Equivalence is a term applied by the Uruguay Round Agreement on the Application of Sanitary and Phytosanitary Measures. World Trade Organization (WTO) Member countries shall accord acceptance to the Sanitary and Phytosanitary (SPS) measures of other countries (even if those measures differ from their own or from those used by other Member countries trading in the same product) if the exporting country demonstrates to the importing country that its measures achieve the importer’s appropriate level of sanitary and phytosanitary protection.

==History==
In June 2021 a trade dispute threatened to erupt between the UK and the von der Leyen Commission over the Northern Irish Protocol (NIP) which flowed from Brexit.

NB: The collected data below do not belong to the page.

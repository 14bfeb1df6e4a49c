//! Loader errors

use std::io;
use std::path::PathBuf;

use thiserror::Error;

use crate::model::ModelError;

/// Result type for loader operations
pub type LoadResult<T> = Result<T, LoadError>;

/// Errors raised while reading NEO or close approach files
#[derive(Debug, Error)]
pub enum LoadError {
    /// File could not be opened or read
    #[error("Failed to read {path}: {source}")]
    Io {
        path: PathBuf,
        #[source]
        source: io::Error,
    },

    /// CSV structure error
    #[error("Invalid CSV in {path}: {source}")]
    Csv {
        path: PathBuf,
        #[source]
        source: csv::Error,
    },

    /// JSON syntax or structure error
    #[error("Invalid JSON in {path}: {source}")]
    Json {
        path: PathBuf,
        #[source]
        source: serde_json::Error,
    },

    /// Well-formed JSON with an unexpected shape
    #[error("Malformed approach data in {path}: {reason}")]
    Malformed { path: PathBuf, reason: String },

    /// A record was read but rejected by the entity model
    #[error("Record {row} in {path}: {source}")]
    Record {
        path: PathBuf,
        row: usize,
        #[source]
        source: ModelError,
    },
}

impl LoadError {
    /// Returns the file the error refers to
    pub fn path(&self) -> &PathBuf {
        match self {
            LoadError::Io { path, .. }
            | LoadError::Csv { path, .. }
            | LoadError::Json { path, .. }
            | LoadError::Malformed { path, .. }
            | LoadError::Record { path, .. } => path,
        }
    }
}
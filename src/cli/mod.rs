//! CLI module for neodb
//!
//! Provides command-line interface for:
//! - inspect: Look up one NEO by designation or name
//! - query: Filter close approaches, print or export them

mod args;
mod commands;
mod config;
mod errors;

pub use args::{Cli, Command, InspectArgs, QueryArgs};
pub use commands::{inspect, load_database, load_database_from, query, resolve_config, run, run_command};
pub use config::Config;
pub use errors::{CliError, CliErrorCode, CliResult};
//! Observability events for neodb
//!
//! Every lifecycle point that produces a log line has a typed event here.

use std::fmt;

/// Observable events
#[derive(Debug, Clone, Copy, PartialEq, Eq)]
pub enum Event {
    // Configuration
    /// Configuration loaded
    ConfigLoaded,

    // Loading
    /// NEO file read
    NeosLoaded,
    /// Close approach file read
    ApproachesLoaded,

    // Linking
    /// Dataset linked and indexed
    LinkComplete,
    /// Dataset could not be built (FATAL)
    DatasetRejected,

    // Query
    /// Query stream fully consumed
    QueryComplete,

    // Export
    /// Results written to a file
    ExportComplete,
}

impl Event {
    /// Returns the event name as logged
    pub fn as_str(&self) -> &'static str {
        match self {
            Event::ConfigLoaded => "CONFIG_LOADED",
            Event::NeosLoaded => "NEOS_LOADED",
            Event::ApproachesLoaded => "APPROACHES_LOADED",
            Event::LinkComplete => "LINK_COMPLETE",
            Event::DatasetRejected => "DATASET_REJECTED",
            Event::QueryComplete => "QUERY_COMPLETE",
            Event::ExportComplete => "EXPORT_COMPLETE",
        }
    }

    /// Whether this event ends the process
    pub fn is_fatal(&self) -> bool {
        matches!(self, Event::DatasetRejected)
    }
}

impl fmt::Display for Event {
    fn fmt(&self, f: &mut fmt::Formatter<'_>) -> fmt::Result {
        write!(f, "{}", self.as_str())
    }
}
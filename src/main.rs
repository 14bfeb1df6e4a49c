//! neodb CLI entry point
//!
//! Parses arguments, dispatches to the CLI module, prints errors to stderr
//! and exits non-zero on failure. All logic lives in `cli`.

use neodb::cli;

fn main() {
    if let Err(e) = cli::run() {
        eprintln!("{}", e);
        std::process::exit(1);
    }
}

The position of Lord Frost and the Johnson government was that trade equivalence with the European Union over SPS measures could be maintained with "a recognition of mutually high standards", whereas his opposite number Maros Sefcovic insisted that Northern Ireland join the Common Veterinary Area which resulted from the SUEVA under a dynamic alignment. President Biden had even been drawn into the diplomatic conflict because his National Security Advisor feared a breakdown in public order. A leaked memo obtained by the Times of London "suggested that if the UK signed up to EU rules on agricultural standards to ease problems with the NIP Mr Biden would ensure it did not 'negatively affect the chances of reaching a US/UK trade deal'".